A première vue, la recette de Big Little Lies est simple et efficace : cinq housewives à la vie apparemment parfaite, le paysage maritime de la baie de Monterey en toile de fond, et une sombre histoire de meurtre venant troubler le tout. Cependant la série va plus loin, et au fil des épisodes se dessine en filigrane une ligne de couleur toujours omniprésente dans cette Amérique post-ségrégationniste mais pas encore post-raciale.

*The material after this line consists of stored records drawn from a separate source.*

//! # Standard Constants
//!
//! Named minima, limits and fixed coefficients quoted by the clauses, in
//! canonical units. Constants are grouped by the edition that defines them so
//! IRC 5 and IRC 6 values are never mixed.

/// IRC 5:2015 - Standard specifications and code of practice for road bridges,
/// Section I: General features of design.
pub mod irc5_2015 {
    /// Cl. 101.41 - minimum safety kerb width when no footpath is provided (m)
    pub const SAFETY_KERB_MIN_WIDTH: f64 = 0.75;

    /// Cl. 104.1.3.4 - assumed design life of the bridge (years)
    pub const DESIGN_LIFE_YEARS: u32 = 100;

    /// Cl. 104.3.1 - carriageway width for a single-lane bridge (m)
    pub const SINGLE_LANE_WIDTH: f64 = 4.25;
    /// Cl. 104.3.1 - carriageway width for a two-lane bridge (m)
    pub const TWO_LANE_WIDTH: f64 = 7.5;
    /// Cl. 104.3.1 - additional width per lane beyond two (m)
    pub const ADDITIONAL_LANE_WIDTH: f64 = 3.5;

    /// Cl. 104.3.6 - minimum clear width of footpath (m)
    pub const FOOTPATH_MIN_CLEAR_WIDTH: f64 = 1.5;

    /// Cl. 105.3.3 - skew angle beyond which special investigation is needed (degrees)
    pub const SKEW_ANGLE_LIMIT: f64 = 30.0;

    /// Cl. 105.3.6 - minimum longitudinal gradient for drainage (%)
    pub const MIN_LONGITUDINAL_GRADIENT: f64 = 0.3;

    /// Cl. 105.3.10 - maximum bridge length on a single curve (m)
    pub const MAX_BRIDGE_LENGTH_SINGLE_CURVE: f64 = 30.0;

    /// Cl. 109.7.2.3 - minimum railing height above roadway or footway kerb (m)
    pub const RAILING_MIN_HEIGHT: f64 = 1.1;
    /// Cl. 109.7.2.4 - minimum railing height adjacent to a cycle track (m)
    pub const RAILING_MIN_HEIGHT_CYCLE_TRACK: f64 = 1.4;
}

/// IRC 6:2017 - Standard specifications and code of practice for road bridges,
/// Section II: Loads and load combinations.
pub mod irc6_2017 {
    /// Cl. 209.3.3 - reference basic wind speed of Table 12 (m/s)
    pub const REFERENCE_WIND_SPEED: f64 = 33.0;

    /// Cl. 209.3.3 - gust factor for spans up to 150 m
    pub const GUST_FACTOR: f64 = 2.0;

    /// Cl. 209.3.3 - drag coefficient on multiple girders relative to a single girder
    pub const MULTIPLE_GIRDER_DRAG_MULTIPLIER: f64 = 1.5;

    /// Cl. 209.3.3 - limit of clear girder spacing to depth for multiple girders
    pub const MAX_GIRDER_SPACING_RATIO: f64 = 7.0;

    /// Cl. 209.3.4 - longitudinal share of transverse wind force, beam/box/plate girders
    pub const LONGITUDINAL_SHARE_GIRDER: f64 = 0.25;
    /// Cl. 209.3.4 - longitudinal share of transverse wind force, trusses
    pub const LONGITUDINAL_SHARE_TRUSS: f64 = 0.5;

    /// Cl. 209.3.5 - lift coefficient for vertical wind force
    pub const LIFT_COEFFICIENT: f64 = 0.75;

    /// Cl. 209.3.6 - drag coefficient on moving live load
    pub const LIVE_LOAD_DRAG_COEFFICIENT: f64 = 1.2;
    /// Cl. 209.3.6 - height of live load frontal area (m)
    pub const LIVE_LOAD_EXPOSED_HEIGHT: f64 = 3.0;

    /// Cl. 211.2 - braking share of the first train on the first two lanes
    pub const BRAKING_FIRST_TRAIN: f64 = 0.20;
    /// Cl. 211.2 - braking share of succeeding trains on the first two lanes
    pub const BRAKING_SUCCEEDING_TRAINS: f64 = 0.10;
    /// Cl. 211.2 - braking share of loads on lanes in excess of two
    pub const BRAKING_ADDITIONAL_LANES: f64 = 0.05;

    /// Cl. 206.3 - footway live load for spans up to 7.5 m (kg/m²)
    pub const FOOTWAY_BASE_INTENSITY_KG_M2: f64 = 400.0;
}

#[cfg(test)]
mod tests {
    use super::*;

    #[test]
    fn test_lane_widths_consistent() {
        // Three lanes: 7.5 + 3.5 = 11.0 m
        let three = irc5_2015::TWO_LANE_WIDTH + irc5_2015::ADDITIONAL_LANE_WIDTH;
        assert_eq!(three, 11.0);
        assert!(irc5_2015::SINGLE_LANE_WIDTH < irc5_2015::TWO_LANE_WIDTH);
    }

    #[test]
    fn test_braking_shares() {
        assert!(irc6_2017::BRAKING_FIRST_TRAIN > irc6_2017::BRAKING_SUCCEEDING_TRAINS);
        assert!(irc6_2017::BRAKING_SUCCEEDING_TRAINS > irc6_2017::BRAKING_ADDITIONAL_LANES);
    }
}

En deux saisons de sept épisodes, la série télévisée Big little lies met en scène des mères de la côte ouest des États-Unis vivant dans une petite ville californienne privilégiée du nom de Monterey. Celles-ci sont toutes plus belles les unes que les autres puisqu’elles sont incarnées par Reese Whiterspoon (Maddie), Nicole Kidman (Celeste), Shaileene Woodley (Jane), Laura Dern (Renata) et Zoe Kravitz (Bonnie). Plus ou moins quarantenaires, elles se trouvent – certains indices sont donnés au spectateur dès le premier épisode – confrontées à un meurtre lors d’un bal masqué organisé dans le cadre d’une levée de fonds pour l’école où leurs enfants sont scolarisés dans la même classe de cours préparatoire.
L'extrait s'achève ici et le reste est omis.